Look at the picture above. It looks like just another picture of people from two unconnected races interacting in harmony. But in this case they are closely connected - that's President Obama playing with his small niece Savita in Martha's Vineyard in 2009. They both have identical mitochondria thanks to Ann Dunham, Obama's mother and Savita's grandmother (Obama's daughters have Michelle's mitochondria). Savita Ng is the daughter of Maya Soetoro, Obama's half-Indonesian sister and Konrad Ng, a Chinese-Malaysian Canadian. Maya is Buddhist and Savita is a Hindu/Buddhist name.

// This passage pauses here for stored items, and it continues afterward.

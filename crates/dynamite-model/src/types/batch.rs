//! Request entries for `BatchGetItem` and `BatchWriteItem`.

use std::collections::HashMap;

use serde::{Deserialize, Serialize};

use super::{Item, Key};

/// Keys to read from one table in a `BatchGetItem`, plus read options.
#[derive(Debug, Clone, Default, PartialEq, Serialize, Deserialize)]
#[serde(rename_all = "PascalCase")]
pub struct KeysAndAttributes {
    pub keys: Vec<Key>,
    #[serde(default, skip_serializing_if = "Vec::is_empty")]
    pub attributes_to_get: Vec<String>,
    #[serde(skip_serializing_if = "Option::is_none")]
    pub consistent_read: Option<bool>,
    #[serde(skip_serializing_if = "Option::is_none")]
    pub projection_expression: Option<String>,
    #[serde(default, skip_serializing_if = "HashMap::is_empty")]
    pub expression_attribute_names: HashMap<String, String>,
}

impl KeysAndAttributes {
    #[must_use]
    pub fn new(keys: Vec<Key>) -> Self {
        Self {
            keys,
            ..Self::default()
        }
    }

    #[must_use]
    pub fn with_consistent_read(mut self, consistent_read: bool) -> Self {
        self.consistent_read = Some(consistent_read);
        self
    }

    #[must_use]
    pub fn with_projection_expression(mut self, expression: impl Into<String>) -> Self {
        self.projection_expression = Some(expression.into());
        self
    }
}

/// One put or delete in a `BatchWriteItem`.
///
/// Exactly one of the two requests is set.
#[derive(Debug, Clone, Default, PartialEq, Serialize, Deserialize)]
#[serde(rename_all = "PascalCase")]
pub struct WriteRequest {
    #[serde(skip_serializing_if = "Option::is_none")]
    pub put_request: Option<PutRequest>,
    #[serde(skip_serializing_if = "Option::is_none")]
    pub delete_request: Option<DeleteRequest>,
}

impl WriteRequest {
    #[must_use]
    pub fn put(item: Item) -> Self {
        Self {
            put_request: Some(PutRequest { item }),
            delete_request: None,
        }
    }

    #[must_use]
    pub fn delete(key: Key) -> Self {
        Self {
            put_request: None,
            delete_request: Some(DeleteRequest { key }),
        }
    }
}

#[derive(Debug, Clone, Default, PartialEq, Serialize, Deserialize)]
#[serde(rename_all = "PascalCase")]
pub struct PutRequest {
    pub item: Item,
}

#[derive(Debug, Clone, Default, PartialEq, Serialize, Deserialize)]
#[serde(rename_all = "PascalCase")]
pub struct DeleteRequest {
    pub key: Key,
}
//! Shared DynamoDB types.
//!
//! Structs use `#[serde(rename_all = "PascalCase")]`; acronym-bearing members
//! (`SSEDescription`, `KMSMasterKeyArn`, ...) carry explicit renames.
//! Optional members and empty collections are left off the wire.

use std::collections::HashMap;

use crate::attribute_value::AttributeValue;

mod backup;
mod batch;
mod capacity;
mod condition;
mod global_table;
mod index;
mod key;
mod table;
mod ttl;

pub use backup::*;
pub use batch::*;
pub use capacity::*;
pub use condition::*;
pub use global_table::*;
pub use index::*;
pub use key::*;
pub use table::*;
pub use ttl::*;

/// An item: attribute name to value.
pub type Item = HashMap<String, AttributeValue>;

/// A primary key: the key attribute names to their values.
pub type Key = HashMap<String, AttributeValue>;
//! Time to live.

use serde::{Deserialize, Serialize};

use crate::types::{TimeToLiveDescription, TimeToLiveSpecification};

/// Output for `DescribeTimeToLive`.
#[derive(Debug, Clone, Default, PartialEq, Eq, Serialize, Deserialize)]
#[serde(rename_all = "PascalCase")]
pub struct DescribeTimeToLiveOutput {
    #[serde(skip_serializing_if = "Option::is_none")]
    pub time_to_live_description: Option<TimeToLiveDescription>,
}

/// Output for `UpdateTimeToLive`. Echoes the requested specification.
#[derive(Debug, Clone, Default, PartialEq, Eq, Serialize, Deserialize)]
#[serde(rename_all = "PascalCase")]
pub struct UpdateTimeToLiveOutput {
    #[serde(skip_serializing_if = "Option::is_none")]
    pub time_to_live_specification: Option<TimeToLiveSpecification>,
}

#[cfg(test)]
mod tests {
    use super::*;
    use crate::types::TimeToLiveStatus;

    #[test]
    fn test_should_decode_ttl_description() {
        let out: DescribeTimeToLiveOutput = serde_json::from_str(
            r#"{"TimeToLiveDescription":{"TimeToLiveStatus":"ENABLING","AttributeName":"exp"}}"#,
        )
        .unwrap();
        let desc = out.time_to_live_description.unwrap();
        assert_eq!(desc.time_to_live_status, Some(TimeToLiveStatus::Enabling));
        assert_eq!(desc.attribute_name.as_deref(), Some("exp"));
    }
}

Asian-Americans tend to be invisible in American politics. They mainly live on the Pacific coast and Hawaii and in the entire 2012 Presidential election, they only got a mention after the results came in and it turned out that 73% of Asian-Americans had voted for Obama, more than the proportion of Latinos (whose support was at 71%). Asian-Americans were more instrumental in making Obama president than African-Americans - it was the shift in their voting patterns that determined the change from Dubya Bush to Obama - the African-American swing of a few percentage points towards Obama was not enough to determine the election - see the graph right.

This came as a shock to Republicans. After all, Asian-Americans are not in the bottom 47% that Romney was so disparaging about. What was going on?
Menzie Chinn writing in Businessweek thought it was down to unease amongst the Asian-American community over the Republicans anti-science stance. There arn't many educated people (and most Asian-Americans are educated) who believe that the earth formed 4000 years ago as do lots of Republicans.
A lot of the credit for Obama's success goes to the campaigning efforts of his sister Maya (who predictably was completely ignored by the mainstream press).
But a lot of credit goes to Obama himself. To him Asian-Americans are not invisible at all, they are family. He knows all about their issues, he hears about them every time he goes to Hawaii for Christmas with his sister, and every time she visits the White House with her family.
Even more important was his upbringing in Hawaii. Hawaii is a little piece of paradise in the middle of the Pacific. The climate is just right - warm but breezy and with none of the humidity that plagues Florida and other southern states. It's violent crime rate is the lowest of any of the states in the Union. It's also multi-cultural. The 2010 census showed that the population of Hawaii was 40% Asian, 23% Caucasian, 10% native Hawaiian, 9% Latino, 2% black and 24% mixed-race (the highest mixed group of anywhere in the USA). Barack and Maya were part of that 24% mixed race group.
Hawaii is racially integrated - in his book "Dreams of my Father" Obama wrote, "That my father looked nothing like the people around me—that he was black as pitch, my mother white as milk—barely registered in my mind." [my italics]. He never really experienced the discrimination that minority groups and especially African-Americans experience in mainland USA. Obama also spent four years from the age of 6 to 10 in Indonesia, before returning to Hawaii to live with his maternal grandparents Madelynn and Stanley Dunham.
Naturally his values were Hawaiian values, which were and are heavily influenced by the Asian-American population there. Get a good education and then get into academia. Which Obama did - he studied at Columbia University, then went to Harvard Law School and then became an academic himself, lecturing at the University of Chicago Law school for twelve years. The media likes to talk about his brief stint as a community organiser, but the main part of his employment before he went into politics was academia - not that different to his brother-in-law Konrad Ng, who is a lecturer at the University of Hawaii.
Given his intellectual bent and Pacific/Asian values, it is no wonder then that he found the "guns and religion" of the deep south of the USA so alien.
Many people have remarked that Obama has not made race an issue in his presidency. There is an authentic African-American voice in the White House, but it belongs to Michelle. She is descended from slaves and slave-owners, the product of 300 years of brutal discrimination, heartbreak and struggle, plus she is a personal exemplar of how you can experience discrimination in your youth and come out the other side. When Obama speaks of these things, he is channelling her, and no doubt she influences him because he loves her very much. But his values remain staunchly Pacific and post-racial.
By banging on about his skin colour and his "Kenyan" roots, Republicans were completely ignoring the realities of the man himself and the coalitions he was forging. Culture isn't based on skin-colour at all, but instead on geography, climate and the social environment you grow up in. And with Obama, this was the Pacific, which means he has more in common with Asian-Americans than any other group.
Brits and other Europeans have noted with anxiety that Obama is not really interested in Europe - he regards it as a rich region that can afford to take care of it's own problems. He's not really interested in the middle-east either, with it's fanatical religious problems. And he hasn't expressed any real interest in Africa (he seems to have satisfied his curiosity about his African roots with his one visit there as a young adult). South America doesn't get much attention either. His focus is on the Pacific, the place of his childhood.
In his view, the Pacific is where the power-struggles of the 21st century will be determined. I give you Barack Obama, the first Pacific President.